**Task statement:** Copy every line from the records that holds the word "SatphotError".

**Records supplied:**

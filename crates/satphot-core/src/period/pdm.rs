//! Phase dispersion minimization (Stellingwerf 1978) around a candidate period.

use chrono::{DateTime, Utc};
use rayon::prelude::*;
use serde::Serialize;
use tracing::debug;

use crate::config::PdmConfig;
use crate::consts::{EPSILON, PARALLEL_GRID_THRESHOLD};
use crate::error::{Result, SatphotError};
use crate::lightcurve::LightCurve;
use crate::phase::fold;

/// A light curve folded at one period, epoch at its first sample.
#[derive(Clone, Debug, PartialEq, Serialize)]
pub struct PhasePlot {
    /// Seconds.
    pub period: f64,
    pub epoch: DateTime<Utc>,
    pub phase: Vec<f64>,
    pub magnitude: Vec<f64>,
    pub magnitude_error: Option<Vec<f64>>,
}

impl PhasePlot {
    pub fn new(lc: &LightCurve, period: f64) -> Result<Self> {
        if !(period.is_finite() && period > 0.0) {
            return Err(SatphotError::InvalidPeriod(period));
        }
        let epoch = *lc
            .samples
            .timestamps
            .first()
            .ok_or(SatphotError::EmptyLightCurve(lc.id))?;
        let phase = lc
            .samples
            .seconds_since_start()
            .into_iter()
            .map(|t| fold(t, period, 0.0))
            .collect();
        Ok(Self {
            period,
            epoch,
            phase,
            magnitude: lc.samples.magnitude.clone(),
            magnitude_error: lc.samples.magnitude_error.clone(),
        })
    }
}

/// Candidate and refined periods with both folded views.
#[derive(Clone, Debug, PartialEq, Serialize)]
pub struct RefinedPeriod {
    /// Seconds.
    pub candidate: f64,
    /// Seconds; `None` when every trial dispersion was undefined.
    pub refined: Option<f64>,
    /// Dispersion statistic at the refined period.
    pub theta: Option<f64>,
    pub primary: PhasePlot,
    pub refined_plot: Option<PhasePlot>,
}

/// Search `[1 / (k * P), k / P]` for the frequency of least phase dispersion.
pub fn refine_period(lc: &LightCurve, candidate: f64, config: &PdmConfig) -> Result<RefinedPeriod> {
    if !(candidate.is_finite() && candidate > 0.0) {
        return Err(SatphotError::InvalidPeriod(candidate));
    }
    if config.band_factor <= 1.0 || config.frequency_step_hz <= 0.0 || config.bins < 2 {
        return Err(SatphotError::InvalidArgument(format!(
            "PDM needs band_factor > 1, a positive step and at least 2 bins, got {config:?}"
        )));
    }
    let primary = PhasePlot::new(lc, candidate)?;

    let t = lc.samples.seconds_since_start();
    let best = normalized_magnitude(&lc.samples.magnitude).and_then(|m| {
        search(
            &t,
            &m,
            1.0 / (config.band_factor * candidate),
            config.band_factor / candidate,
            config.frequency_step_hz,
            config.bins,
        )
    });

    let (refined, theta, refined_plot) = match best {
        Some((frequency, theta)) => {
            let period = 1.0 / frequency;
            debug!(candidate, refined = period, theta, "PDM refinement");
            (Some(period), Some(theta), Some(PhasePlot::new(lc, period)?))
        }
        None => {
            debug!(candidate, "PDM dispersion undefined at every trial");
            (None, None, None)
        }
    };

    Ok(RefinedPeriod {
        candidate,
        refined,
        theta,
        primary,
        refined_plot,
    })
}

/// Magnitudes mapped to `[0, 1]` with the brightest sample at 1.
///
/// `None` when the values are constant or not finite.
pub fn normalized_magnitude(magnitude: &[f64]) -> Option<Vec<f64>> {
    let (min, max) = magnitude
        .iter()
        .fold((f64::INFINITY, f64::NEG_INFINITY), |(lo, hi), &m| {
            (lo.min(m), hi.max(m))
        });
    let range = max - min;
    if !range.is_finite() || range <= EPSILON {
        return None;
    }
    Some(magnitude.iter().map(|m| (max - m) / range).collect())
}

/// Lowest-dispersion frequency over an evenly stepped grid, with its theta.
pub fn search(
    t: &[f64],
    y: &[f64],
    min_frequency: f64,
    max_frequency: f64,
    step: f64,
    bins: usize,
) -> Option<(f64, f64)> {
    if !(min_frequency > 0.0 && max_frequency > min_frequency) {
        return None;
    }
    let count = ((max_frequency - min_frequency) / step).floor() as usize + 1;
    let trial = |k: usize| {
        let f = min_frequency + step * k as f64;
        dispersion(t, y, f, bins).map(|theta| (f, theta))
    };
    let pick = |a: (f64, f64), b: (f64, f64)| if b.1 < a.1 { b } else { a };

    if count >= PARALLEL_GRID_THRESHOLD {
        (0..count)
            .into_par_iter()
            .filter_map(trial)
            .reduce_with(pick)
    } else {
        (0..count).filter_map(trial).reduce(pick)
    }
}

/// Stellingwerf theta: pooled within-bin variance over total variance, for
/// data folded at `frequency`. Bins with fewer than two points are ignored.
pub fn dispersion(t: &[f64], y: &[f64], frequency: f64, bins: usize) -> Option<f64> {
    let n = t.len().min(y.len());
    if n < 2 || bins == 0 || !(frequency.is_finite() && frequency > 0.0) {
        return None;
    }

    let mut count = vec![0usize; bins];
    let mut sum = vec![0.0; bins];
    let mut sum_sq = vec![0.0; bins];
    let period = 1.0 / frequency;
    for (&ti, &yi) in t.iter().zip(y) {
        let bin = ((fold(ti, period, 0.0) * bins as f64) as usize).min(bins - 1);
        count[bin] += 1;
        sum[bin] += yi;
        sum_sq[bin] += yi * yi;
    }

    let (mut within, mut dof) = (0.0, 0usize);
    for j in 0..bins {
        if count[j] < 2 {
            continue;
        }
        let c = count[j] as f64;
        within += sum_sq[j] - sum[j] * sum[j] / c;
        dof += count[j] - 1;
    }
    if dof == 0 {
        return None;
    }

    let total: f64 = y[..n].iter().sum();
    let total_sq: f64 = y[..n].iter().map(|v| v * v).sum();
    let variance = (total_sq - total * total / n as f64) / (n - 1) as f64;
    if variance <= EPSILON {
        return None;
    }
    let theta = (within / dof as f64) / variance;
    theta.is_finite().then_some(theta)
}
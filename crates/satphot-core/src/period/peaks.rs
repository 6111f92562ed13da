/// Indices of local maxima.
///
/// A flat top counts once, at its middle sample (rounded down). The first
/// and last samples are never peaks.
pub fn local_maxima(values: &[f64]) -> Vec<usize> {
    let mut peaks = Vec::new();
    if values.len() < 3 {
        return peaks;
    }
    let last = values.len() - 1;
    let mut i = 1;
    while i < last {
        if values[i - 1] < values[i] {
            let mut ahead = i + 1;
            while ahead < last && values[ahead] == values[i] {
                ahead += 1;
            }
            if values[ahead] < values[i] {
                peaks.push((i + ahead - 1) / 2);
                i = ahead;
            }
        }
        i += 1;
    }
    peaks
}

/// Local maxima at least `height` high.
pub fn peaks_above(values: &[f64], height: f64) -> Vec<usize> {
    local_maxima(values)
        .into_iter()
        .filter(|&i| values[i] >= height)
        .collect()
}

/// The highest of `peaks`, if any.
pub fn highest(values: &[f64], peaks: &[usize]) -> Option<usize> {
    peaks
        .iter()
        .copied()
        .max_by(|&a, &b| values[a].total_cmp(&values[b]))
}
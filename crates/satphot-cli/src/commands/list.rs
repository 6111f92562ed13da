use anyhow::{bail, Result};
use clap::Args;
use satphot_core::store::CatalogStore;

use super::Context;
use crate::summary;

#[derive(Args)]
pub struct ListArgs {
    /// Show the light curves of this NORAD number
    #[arg(short, long)]
    pub norad: Option<u32>,
}

pub fn run(args: &ListArgs, ctx: &Context) -> Result<()> {
    let store = ctx.open_store()?;

    let Some(norad) = args.norad else {
        let rows: Vec<_> = store
            .satellites()
            .into_iter()
            .map(|sat| {
                let curves = store.light_curves_of(sat.id).len();
                (sat, curves)
            })
            .collect();
        summary::print_satellites(&rows);
        return Ok(());
    };

    let Some(satellite) = store.find_satellite_by_norad(norad) else {
        bail!("No satellite with NORAD {norad} in {}", ctx.catalog.display());
    };
    let mut curves = Vec::new();
    for id in store.light_curves_of(satellite.id) {
        curves.push(store.light_curve(id)?);
    }
    curves.sort_by_key(|lc| (lc.start_time, lc.band.clone()));
    summary::print_light_curves(&satellite, &curves);
    Ok(())
}
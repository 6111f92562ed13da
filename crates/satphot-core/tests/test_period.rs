mod common;

use satphot_core::config::{LombScargleConfig, PdmConfig};
use satphot_core::error::SatphotError;
use satphot_core::period::pdm::dispersion;
use satphot_core::period::{
    estimate_period, estimate_period_seeded, periodogram, refine_period, PeriodEstimate,
    UndeterminedReason,
};

use common::*;

fn noisy_sinusoid(n: usize, dt: f64, period: f64) -> Vec<f64> {
    sinusoid(n, dt, period, 0.5)
        .into_iter()
        .zip(gaussian_noise(n, 0.02, 7))
        .map(|(s, noise)| s + noise - 12.0)
        .collect()
}

// ---------------------------------------------------------------------------
// Lomb-Scargle estimate
// ---------------------------------------------------------------------------

#[test]
fn test_sinusoid_period_within_one_percent() {
    let lc = light_curve(1.0, noisy_sinusoid(600, 1.0, 37.0), None);
    let estimate = estimate_period(&lc, &LombScargleConfig::default());
    let PeriodEstimate::Periodic(p) = estimate else {
        panic!("expected a period, got {estimate:?}");
    };
    assert!((p - 37.0).abs() / 37.0 < 0.01, "period {p}");
}

#[test]
fn test_fine_sampling_with_errors_finds_period() {
    let n = 2000;
    let errors = vec![0.02; n];
    let lc = light_curve(0.1, noisy_sinusoid(n, 0.1, 6.5), Some(errors));
    let p = estimate_period(&lc, &LombScargleConfig::default())
        .period_secs()
        .unwrap();
    assert!((p - 6.5).abs() / 6.5 < 0.01, "period {p}");
}

#[test]
fn test_gaussian_noise_is_aperiodic() {
    let lc = light_curve(1.0, gaussian_noise(600, 0.1, 42), None);
    assert_eq!(
        estimate_period(&lc, &LombScargleConfig::default()),
        PeriodEstimate::Aperiodic
    );
}

#[test]
fn test_fifty_samples_are_insufficient() {
    let lc = light_curve(1.0, sinusoid(50, 1.0, 10.0, 0.5), None);
    assert_eq!(
        estimate_period(&lc, &LombScargleConfig::default()),
        PeriodEstimate::Undetermined(UndeterminedReason::InsufficientData { samples: 50 })
    );
}

#[test]
fn test_zero_time_span_is_undetermined() {
    let lc = light_curve(0.0, sinusoid(200, 1.0, 10.0, 0.5), None);
    assert_eq!(
        estimate_period(&lc, &LombScargleConfig::default()),
        PeriodEstimate::Undetermined(UndeterminedReason::DegenerateTimeAxis)
    );
}

#[test]
fn test_constant_magnitude_is_undetermined() {
    let lc = light_curve(1.0, vec![11.0; 300], None);
    assert_eq!(
        estimate_period(&lc, &LombScargleConfig::default()),
        PeriodEstimate::Undetermined(UndeterminedReason::ConstantSignal)
    );
}

#[test]
fn test_nan_magnitude_is_undetermined() {
    let mut mags = sinusoid(300, 1.0, 20.0, 0.5);
    mags[10] = f64::NAN;
    let lc = light_curve(1.0, mags, None);
    assert_eq!(
        estimate_period(&lc, &LombScargleConfig::default()),
        PeriodEstimate::Undetermined(UndeterminedReason::NumericalFailure)
    );
}

#[test]
fn test_min_samples_is_configurable() {
    let config = LombScargleConfig {
        min_samples: 40,
        ..LombScargleConfig::default()
    };
    let lc = light_curve(1.0, sinusoid(50, 1.0, 10.0, 0.5), None);
    assert!(!matches!(
        estimate_period(&lc, &config),
        PeriodEstimate::Undetermined(UndeterminedReason::InsufficientData { .. })
    ));
}

#[test]
fn test_seeded_search_stays_near_hint() {
    let lc = light_curve(1.0, noisy_sinusoid(600, 1.0, 37.0), None);
    let config = LombScargleConfig::default();
    let p = estimate_period_seeded(&lc, 35.0, &config)
        .unwrap()
        .period_secs()
        .unwrap();
    assert!((p - 37.0).abs() / 37.0 < 0.01, "period {p}");

    let far = estimate_period_seeded(&lc, 100.0, &config).unwrap();
    assert!(far.period_secs().map_or(true, |p| p > 79.0));
}

#[test]
fn test_seeded_search_rejects_bad_hint() {
    let lc = light_curve(1.0, sinusoid(200, 1.0, 10.0, 0.5), None);
    let err = estimate_period_seeded(&lc, -3.0, &LombScargleConfig::default()).unwrap_err();
    assert!(matches!(err, SatphotError::InvalidPeriod(_)));
}

#[test]
fn test_periodogram_exposes_level_and_axes() {
    let lc = light_curve(1.0, noisy_sinusoid(600, 1.0, 37.0), None);
    let pg = periodogram(&lc, &LombScargleConfig::default()).unwrap();
    assert_eq!(pg.frequency.len(), pg.power.len());
    assert!(pg.false_alarm_level > 0.0 && pg.false_alarm_level < 1.0);
    assert!(pg.power.iter().all(|p| (0.0..=1.0 + 1e-9).contains(p)));
    let periods = pg.periods();
    assert!((periods[0] - 1.0 / pg.frequency[0]).abs() < 1e-9);
    assert!(pg.best_period().is_periodic());
}

// ---------------------------------------------------------------------------
// PDM refinement
// ---------------------------------------------------------------------------

#[test]
fn test_pdm_recovers_fundamental_from_harmonic() {
    let dt = 0.5;
    let mags: Vec<f64> = (0..800)
        .map(|i| {
            let t = i as f64 * dt;
            12.0 + 0.3 * (std::f64::consts::TAU * t / 20.0).cos()
                + 0.3 * (std::f64::consts::TAU * t / 40.0 + 0.5).cos()
        })
        .collect();
    let lc = light_curve(dt, mags, None);

    let refined = refine_period(&lc, 20.0, &PdmConfig::default()).unwrap();
    let p = refined.refined.unwrap();
    assert!((p - 40.0).abs() / 40.0 < 0.01, "refined {p}");
    assert_eq!(refined.candidate, 20.0);
    assert_eq!(refined.primary.period, 20.0);

    let plot = refined.refined_plot.unwrap();
    assert_eq!(plot.phase.len(), 800);
    assert_eq!(plot.epoch, lc.samples.timestamps[0]);
    assert_eq!(plot.phase[0], 0.0);
    assert!(plot.phase.iter().all(|ph| (0.0..1.0).contains(ph)));
}

#[test]
fn test_pdm_rejects_non_positive_candidate() {
    let lc = light_curve(1.0, sinusoid(200, 1.0, 10.0, 0.5), None);
    for bad in [0.0, -5.0, f64::NAN] {
        let err = refine_period(&lc, bad, &PdmConfig::default()).unwrap_err();
        assert!(matches!(err, SatphotError::InvalidPeriod(_)));
    }
}

#[test]
fn test_pdm_on_constant_curve_has_no_refinement() {
    let lc = light_curve(1.0, vec![10.0; 200], None);
    let refined = refine_period(&lc, 30.0, &PdmConfig::default()).unwrap();
    assert!(refined.refined.is_none());
    assert!(refined.refined_plot.is_none());
    assert_eq!(refined.primary.phase.len(), 200);
}

#[test]
fn test_dispersion_needs_bins_and_positive_frequency() {
    let t: Vec<f64> = (0..40).map(|i| i as f64).collect();
    let y: Vec<f64> = t.iter().map(|ti| (ti / 5.0).sin()).collect();
    assert!(dispersion(&t, &y, 0.1, 0).is_none());
    assert!(dispersion(&t, &y, 0.0, 10).is_none());
    assert!(dispersion(&t, &y, 0.1, 10).is_some());
}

**Reply to the exercise:**
use crate::error::{Result, SatphotError};
            return Err(SatphotError::InvalidPeriod(period));
            .ok_or(SatphotError::EmptyLightCurve(lc.id))?;
        return Err(SatphotError::InvalidPeriod(candidate));
        return Err(SatphotError::InvalidArgument(format!(
use satphot_core::error::SatphotError;
    assert!(matches!(err, SatphotError::InvalidPeriod(_)));
        assert!(matches!(err, SatphotError::InvalidPeriod(_)));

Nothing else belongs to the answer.